The light in the Highlands is magical, no matter the season or the time of day, but it is perhaps most stunning as the sun sets and rises – with low light creating bright flashes across the river, loch and burn.

Morning sunlight at the Old Man of Storr on the Isle of Skye, Scotland | © Adam Burton / Alamy Stock Photo

Roaming Wild in the Scottish Highlands

The right to roam across the Highlands is bound into the culture. Following small tracks – perhaps on foot, perhaps by bike – will often lead to the perfect place for a picnic, or maybe make you ask, “Who lived here, and when?”

Clovullin Ardgour in the Scottish Highlands, Scotland | © Mike Kipling Photography / Alamy Stock Photo

Hidden Secrets in the Scottish Highlands

It’s not just crofts and cottages that lie abandoned. Infrastructure from times now long gone can be found across the region – whether drover’s roads, coffin trails, or bridges constructed for packhorses many, many years ago. Secrets are still waiting to be discovered here.

Carrbridge, the oldest stone bridge in the Highlands of Scotland | © blickwinkel / Alamy Stock Photo

Ancient Strongholds in the Scottish Highlands

Scotland has many castles and the Highlands contain some of the most stunning examples. You can even stay the night in some Scottish castles. This one is Eilean Donan, set on the shores of Kyle of Lochalsh.

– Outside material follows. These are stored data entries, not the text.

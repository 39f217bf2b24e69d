//! NUL bytes read from a stream: data for `%c` and `%s`, never space.

use crate::check::{CheckResult, RegionCheck, ScanfCase, check_scanf_stream};
use crate::exit_code::ExitPolicy;
use crate::routines::Routines;
use crate::suites::Suite;

pub(crate) const SUITE: Suite = Suite {
    name: "scanf-nul",
    symbol: "fscanf",
    description: "fscanf on a program-memory stream containing NUL bytes",
    policy: ExitPolicy::Saturate,
    run,
    export: None,
};

/// `struct { int i; int j; char s[8]; char t[8]; }`
pub const REGION: usize = 20;
const I: usize = 0;
const J: usize = 2;
const S: usize = 4;
const T: usize = 12;

/// The region is filled with `0xff` before each case.
pub const FILL: u8 = 0xff;

pub static CASES: [ScanfCase; 4] = [
    ScanfCase {
        expected: 3,
        input: b"A\0B",
        format: "%c%c%c",
        dests: &[S, S + 1, S + 2],
        check: RegionCheck::prefix(b"\xff\xff\xff\xffA\0B"),
    },
    ScanfCase {
        expected: 1,
        input: b"\t \0",
        format: " %c",
        dests: &[S],
        check: RegionCheck::prefix(b"\xff\xff\xff\xff\0"),
    },
    ScanfCase {
        expected: 3,
        input: b"123\0456",
        format: "%d%c%d",
        dests: &[I, S, J],
        // i = 123, j = 456, s[0] = NUL
        check: RegionCheck::prefix(&[123, 0, 0xc8, 0x01, 0]),
    },
    ScanfCase {
        expected: 1,
        input: b"A\0BC",
        format: "%s%s",
        dests: &[S, T],
        check: RegionCheck::prefix(b"\xff\xff\xff\xffA\0BC"),
    },
];

pub fn run(r: &dyn Routines) -> CheckResult {
    check_scanf_stream(&CASES, REGION, FILL, |src, fmt, args| r.fscanf(src, fmt, args))
}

An aerial view of Eilean Donan castle at sunrise in Scotland | © Richard Johnson / Alamy Stock Photo

Crumbling Castles in the Scottish Highlands

Other castles are ruined, looking as though they were carved from the very rock upon which they are built, like the old castle at Keiss here.

Castle ruins of Keiss castle at the coastline, Scotland | © blickwinkel / Alamy Stock Photo

Magical Rivers in the Scottish Highlands

You’re never far from open water in Scotland, whether it’s tiny rivulets running down hills, deep lochs dividing islands, or beautiful rivers running the width of the country. This water brings life and beauty here, sometimes moving like this wee river in Torridon.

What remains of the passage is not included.